Instructions for the task -> Using the listing, copy each whole line that features "again".

Source data ->

//! End-to-end indexing scenarios

mod common;

use std::collections::{BTreeSet, HashSet};

use coursegraph_core::config::CommunityConfig;
use coursegraph_core::domain::indexing::{
    AdapterRegistry, CommunityDetector, Corpus, EmbeddingCache, GraphSnapshot, IndexMode, SourceDocument, SourceKind,
};
use coursegraph_core::domain::knowledge::{CandidateEntity, EntityType, GraphStore, RelationshipType};
use coursegraph_core::Error;

use common::{CountingStore, RaftCompletion, orchestrator, resolver};

fn raft_corpus() -> Corpus {
    Corpus::from_documents(vec![
        SourceDocument::new(
            "week1/raft.slides",
            SourceKind::Slides,
            "Raft\nRaft is a consensus algorithm implementing leader election\n---\nSafety\nRaft implements leader election and guarantees strong consistency",
        ),
        SourceDocument::new(
            "week2/paxos.notes",
            SourceKind::Notes,
            "# Paxos\n\nPaxos reaches agreement with a majority quorum.",
        ),
    ])
}

#[tokio::test]
async fn test_raft_chunks_build_expected_graph() {
    let store = CountingStore::new().await;
    let completion = RaftCompletion::new();
    let report = orchestrator(store.clone(), completion)
        .run(&raft_corpus(), IndexMode::Full)
        .await
        .expect("run");
    assert_eq!(report.chunks_failed, 0);

    let entities = store.list_entities().await.expect("entities");
    let named = |name: &str| {
        entities
            .iter()
            .filter(|e| e.display_name.eq_ignore_ascii_case(name))
            .collect::<Vec<_>>()
    };
    assert_eq!(named("Raft").len(), 1);
    assert_eq!(named("leader election").len(), 1);
    let raft = named("Raft")[0];
    let election = named("leader election")[0];
    let consistency = named("strong consistency")[0];

    let relationships = store.list_relationships().await.expect("relationships");
    let implements: Vec<_> = relationships
        .iter()
        .filter(|r| r.rel_type == RelationshipType::Implements)
        .collect();
    assert_eq!(implements.len(), 1);
    assert_eq!(implements[0].source_id, raft.id);
    assert_eq!(implements[0].target_id, election.id);
    assert_eq!(implements[0].evidence_chunk_ids.len(), 2);

    let guarantees: Vec<_> = relationships
        .iter()
        .filter(|r| r.rel_type == RelationshipType::Guarantees)
        .collect();
    assert_eq!(guarantees.len(), 1);
    assert_eq!(guarantees[0].target_id, consistency.id);

    let communities = store.list_communities().await.expect("communities");
    assert_eq!(report.communities_built, communities.len());
    assert!(communities.iter().all(|c| !c.summary.is_empty()));
}

#[tokio::test]
async fn test_second_incremental_run_writes_nothing() {
    let store = CountingStore::new().await;
    let completion = RaftCompletion::new();
    let orchestrator = orchestrator(store.clone(), completion.clone());
    let corpus = raft_corpus();

    orchestrator.run(&corpus, IndexMode::Incremental).await.expect("first run");
    let writes = store.writes();
    let calls = completion.calls();
    assert!(writes > 0);

    let second = orchestrator.run(&corpus, IndexMode::Incremental).await.expect("second run");
    assert_eq!(store.writes(), writes);
    assert_eq!(completion.calls(), calls);
    assert_eq!(second.graph_writes, 0);
    assert_eq!(second.chunks_processed, 0);
    assert_eq!(second.chunks_skipped, second.chunks_seen);
}

#[tokio::test]
async fn test_full_rerun_converges_to_same_graph() {
    let store = CountingStore::new().await;
    let orchestrator = orchestrator(store.clone(), RaftCompletion::new());
    let corpus = raft_corpus();

    orchestrator.run(&corpus, IndexMode::Full).await.expect("first run");
    let entities = store.list_entities().await.expect("entities");
    let relationships = store.list_relationships().await.expect("relationships");

    orchestrator.run(&corpus, IndexMode::Full).await.expect("second run");
    assert_eq!(store.list_entities().await.expect("entities"), entities);
    assert_eq!(store.list_relationships().await.expect("relationships"), relationships);
}

#[tokio::test]
async fn test_store_outage_aborts_and_retry_picks_up_incomplete_chunks() {
    let store = CountingStore::new().await;
    let completion = RaftCompletion::new();
    let orchestrator = orchestrator(store.clone(), completion);
    let corpus = raft_corpus();

    // Entities succeed, then the store drops before any hash is recorded
    store.fail_after.store(3, std::sync::atomic::Ordering::SeqCst);
    let err = orchestrator
        .run(&corpus, IndexMode::Incremental)
        .await
        .expect_err("store outage aborts");
    assert!(err.is_store_failure());
    assert!(matches!(err, Error::StoreUnavailable(_)));
    for source in &corpus.sources {
        assert!(store.chunk_hashes_for_source(&source.source_id).await.expect("hashes").is_empty());
    }

    store.fail_after.store(usize::MAX, std::sync::atomic::Ordering::SeqCst);
    let retry = orchestrator.run(&corpus, IndexMode::Incremental).await.expect("retry");
    assert_eq!(retry.chunks_skipped, 0);
    assert_eq!(retry.chunks_processed, retry.chunks_seen);
}

#[tokio::test]
async fn test_prepended_section_keeps_evidence_on_its_text() {
    let store = CountingStore::new().await;
    let orchestrator = orchestrator(store.clone(), RaftCompletion::new());
    let v1 = SourceDocument::new("a.notes", SourceKind::Notes, "# Raft\n\nRaft implements leader election");
    let v2 = SourceDocument::new(
        "a.notes",
        SourceKind::Notes,
        "# Intro\n\nPaxos is older\n\n# Raft\n\nRaft implements leader election",
    );

    orchestrator
        .run(&Corpus::from_documents(vec![v1]), IndexMode::Incremental)
        .await
        .expect("v1");
    let report = orchestrator
        .run(&Corpus::from_documents(vec![v2.clone()]), IndexMode::Incremental)
        .await
        .expect("v2");
    assert_eq!(report.chunks_skipped, 1);
    assert_eq!(report.chunks_processed, 1);

    let chunks = AdapterRegistry::default().normalize(&v2).expect("normalize");
    let text_of = |id: &str| {
        chunks
            .iter()
            .find(|c| c.id == id)
            .map(|c| c.text.clone())
            .unwrap_or_else(|| panic!("evidence {} names no current chunk", id))
    };

    let relationships = store.list_relationships().await.expect("relationships");
    let implements = relationships
        .iter()
        .find(|r| r.rel_type == RelationshipType::Implements)
        .expect("IMPLEMENTS edge");
    assert!(!implements.evidence_chunk_ids.is_empty());
    for id in &implements.evidence_chunk_ids {
        assert!(text_of(id).contains("Raft implements"));
    }

    let entities = store.list_entities().await.expect("entities");
    let paxos = entities
        .iter()
        .find(|e| e.display_name == "Paxos")
        .expect("Paxos");
    for id in &paxos.evidence_chunk_ids {
        assert!(text_of(id).contains("Paxos is older"));
    }
}

#[tokio::test]
async fn test_staging_sample_is_reproducible() {
    let sources: Vec<SourceDocument> = (0..40)
        .map(|i| {
            SourceDocument::new(
                format!("lectures/{:02}.notes", i),
                SourceKind::Notes,
                format!("# Lecture {}\n\nRaft implements leader election", i),
            )
        })
        .collect();
    let corpus = Corpus::from_documents(sources);

    let mut selections = Vec::new();
    for _ in 0..2 {
        let store = CountingStore::new().await;
        let report = orchestrator(store.clone(), RaftCompletion::new())
            .run(&corpus, IndexMode::Staging)
            .await
            .expect("staging run");
        let mut selected = BTreeSet::new();
        for source in &corpus.sources {
            if !store.chunk_hashes_for_source(&source.source_id).await.expect("hashes").is_empty() {
                selected.insert(source.source_id.clone());
            }
        }
        assert_eq!(selected.len(), report.sources_selected);
        assert!(report.sources_selected < corpus.len());
        selections.push(selected);
    }
    assert_eq!(selections[0], selections[1]);
}

#[tokio::test]
async fn test_resolution_ignores_candidate_order() {
    let names = [
        ("Raft", EntityType::Algorithm, "w1#0"),
        ("raft", EntityType::Algorithm, "w2#3"),
        ("  RAFT ", EntityType::Algorithm, "w3#1"),
        ("leader election", EntityType::Protocol, "w1#0"),
        ("Leader Election", EntityType::Protocol, "w4#2"),
        ("Paxos", EntityType::Algorithm, "w5#0"),
    ];
    let candidates: Vec<CandidateEntity> = names
        .iter()
        .map(|(name, t, chunk)| CandidateEntity::new(*name, *t, *chunk))
        .collect();
    let mut reversed = candidates.clone();
    reversed.reverse();
    let mut rotated = candidates.clone();
    rotated.rotate_left(2);

    let resolver = resolver();
    let mut outcomes = Vec::new();
    for input in [&candidates, &reversed, &rotated] {
        let outcome = resolver
            .resolve(input, &[], &mut EmbeddingCache::new())
            .await
            .expect("resolve");
        outcomes.push((outcome.entities, outcome.assignments));
    }
    assert_eq!(outcomes[0].0.len(), 3);
    assert_eq!(outcomes[0], outcomes[1]);
    assert_eq!(outcomes[0], outcomes[2]);
}

#[tokio::test]
async fn test_indexed_graph_communities_partition_every_level() {
    let store = CountingStore::new().await;
    orchestrator(store.clone(), RaftCompletion::new())
        .run(&raft_corpus(), IndexMode::Full)
        .await
        .expect("run");

    let snapshot = GraphSnapshot {
        entities: store.list_entities().await.expect("entities"),
        relationships: store.list_relationships().await.expect("relationships"),
    };
    let all: HashSet<String> = snapshot.entities.iter().map(|e| e.id.clone()).collect();

    let detector = CommunityDetector::new(&CommunityConfig::default());
    let communities = detector.detect(&snapshot, 1.0);
    let levels: BTreeSet<u32> = communities.iter().map(|c| c.level).collect();
    assert!(levels.contains(&0));

    for level in levels {
        let mut seen = HashSet::new();
        for community in communities.iter().filter(|c| c.level == level) {
            for id in &community.member_entity_ids {
                assert!(seen.insert(id.clone()), "{} appears twice at level {}", id, level);
            }
        }
        assert_eq!(seen, all);
    }

    let again = detector.detect(&snapshot, 1.0);
    let level0 = |cs: &[coursegraph_core::domain::knowledge::Community]| {
        cs.iter()
            .filter(|c| c.level == 0)
            .map(|c| c.member_entity_ids.clone())
            .collect::<Vec<_>>()
    };
    assert_eq!(level0(&communities), level0(&again));
}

Response to this task ->
    let again = detector.detect(&snapshot, 1.0);
    assert_eq!(level0(&communities), level0(&again));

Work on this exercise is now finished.